When you reach the line in the data below that contains "repository 13e98e15c472e0f5", please start repeating lines exactly, and stop after the line that contains "pub async fn show(&mut", repeating nothing else.

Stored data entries
# # # #

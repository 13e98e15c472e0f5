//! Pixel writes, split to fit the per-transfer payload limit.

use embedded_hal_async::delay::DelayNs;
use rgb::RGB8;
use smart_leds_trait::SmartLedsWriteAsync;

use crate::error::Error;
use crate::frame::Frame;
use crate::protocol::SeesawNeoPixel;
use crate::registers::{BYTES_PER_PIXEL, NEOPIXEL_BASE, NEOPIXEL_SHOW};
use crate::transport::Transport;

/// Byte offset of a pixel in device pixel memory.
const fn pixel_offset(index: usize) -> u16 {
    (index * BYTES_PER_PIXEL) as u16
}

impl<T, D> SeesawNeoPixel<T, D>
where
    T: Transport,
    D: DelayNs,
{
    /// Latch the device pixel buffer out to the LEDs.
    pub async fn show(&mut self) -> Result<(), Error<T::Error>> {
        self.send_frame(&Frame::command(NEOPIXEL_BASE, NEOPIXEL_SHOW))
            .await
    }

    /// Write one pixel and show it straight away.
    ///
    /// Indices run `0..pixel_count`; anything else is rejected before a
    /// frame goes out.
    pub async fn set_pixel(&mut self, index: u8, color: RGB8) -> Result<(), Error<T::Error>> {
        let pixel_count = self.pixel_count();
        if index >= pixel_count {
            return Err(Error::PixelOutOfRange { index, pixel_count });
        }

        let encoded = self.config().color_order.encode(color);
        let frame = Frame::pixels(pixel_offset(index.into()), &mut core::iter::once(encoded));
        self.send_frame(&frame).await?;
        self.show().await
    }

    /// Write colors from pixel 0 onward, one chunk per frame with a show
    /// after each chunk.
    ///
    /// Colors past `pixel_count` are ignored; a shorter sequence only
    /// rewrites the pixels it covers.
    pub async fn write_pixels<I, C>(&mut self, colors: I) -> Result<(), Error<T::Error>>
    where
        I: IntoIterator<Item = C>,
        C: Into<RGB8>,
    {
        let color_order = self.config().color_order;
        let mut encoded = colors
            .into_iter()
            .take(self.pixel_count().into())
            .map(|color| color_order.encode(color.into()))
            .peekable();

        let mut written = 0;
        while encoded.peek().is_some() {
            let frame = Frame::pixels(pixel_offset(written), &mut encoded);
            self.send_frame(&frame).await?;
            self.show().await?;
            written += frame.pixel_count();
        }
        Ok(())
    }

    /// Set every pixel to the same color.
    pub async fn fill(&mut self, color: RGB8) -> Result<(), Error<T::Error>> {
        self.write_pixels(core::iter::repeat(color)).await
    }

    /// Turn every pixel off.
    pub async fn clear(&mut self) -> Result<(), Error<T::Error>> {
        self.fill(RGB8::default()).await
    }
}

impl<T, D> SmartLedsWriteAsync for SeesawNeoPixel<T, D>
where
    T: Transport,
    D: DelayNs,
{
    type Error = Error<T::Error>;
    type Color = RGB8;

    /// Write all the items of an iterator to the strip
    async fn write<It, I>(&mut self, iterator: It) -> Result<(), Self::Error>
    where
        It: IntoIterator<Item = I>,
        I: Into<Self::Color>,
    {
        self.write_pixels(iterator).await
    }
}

# # # #

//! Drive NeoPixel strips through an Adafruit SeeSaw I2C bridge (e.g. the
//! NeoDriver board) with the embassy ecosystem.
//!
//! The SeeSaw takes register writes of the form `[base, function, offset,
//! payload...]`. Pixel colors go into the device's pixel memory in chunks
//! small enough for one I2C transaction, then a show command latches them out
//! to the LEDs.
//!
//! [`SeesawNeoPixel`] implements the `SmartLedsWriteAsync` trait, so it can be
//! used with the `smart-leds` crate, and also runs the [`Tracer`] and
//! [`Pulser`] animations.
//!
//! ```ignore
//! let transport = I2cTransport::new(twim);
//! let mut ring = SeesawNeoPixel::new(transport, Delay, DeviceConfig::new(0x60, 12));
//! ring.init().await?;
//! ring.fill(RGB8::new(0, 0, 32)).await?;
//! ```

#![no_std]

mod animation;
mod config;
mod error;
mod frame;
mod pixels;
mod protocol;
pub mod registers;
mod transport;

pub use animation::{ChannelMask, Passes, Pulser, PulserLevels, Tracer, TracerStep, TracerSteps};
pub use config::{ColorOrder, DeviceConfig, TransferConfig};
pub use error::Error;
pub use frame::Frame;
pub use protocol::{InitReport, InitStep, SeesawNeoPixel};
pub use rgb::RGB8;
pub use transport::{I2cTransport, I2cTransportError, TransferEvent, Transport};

# # # #

# Task response:
repository 13e98e15c472e0f5
//! Pixel writes, split to fit the per-transfer payload limit.

use embedded_hal_async::delay::DelayNs;
use rgb::RGB8;
use smart_leds_trait::SmartLedsWriteAsync;

use crate::error::Error;
use crate::frame::Frame;
use crate::protocol::SeesawNeoPixel;
use crate::registers::{BYTES_PER_PIXEL, NEOPIXEL_BASE, NEOPIXEL_SHOW};
use crate::transport::Transport;

/// Byte offset of a pixel in device pixel memory.
const fn pixel_offset(index: usize) -> u16 {
    (index * BYTES_PER_PIXEL) as u16
}

impl<T, D> SeesawNeoPixel<T, D>
where
    T: Transport,
    D: DelayNs,
{
    /// Latch the device pixel buffer out to the LEDs.
    pub async fn show(&mut self) -> Result<(), Error<T::Error>> {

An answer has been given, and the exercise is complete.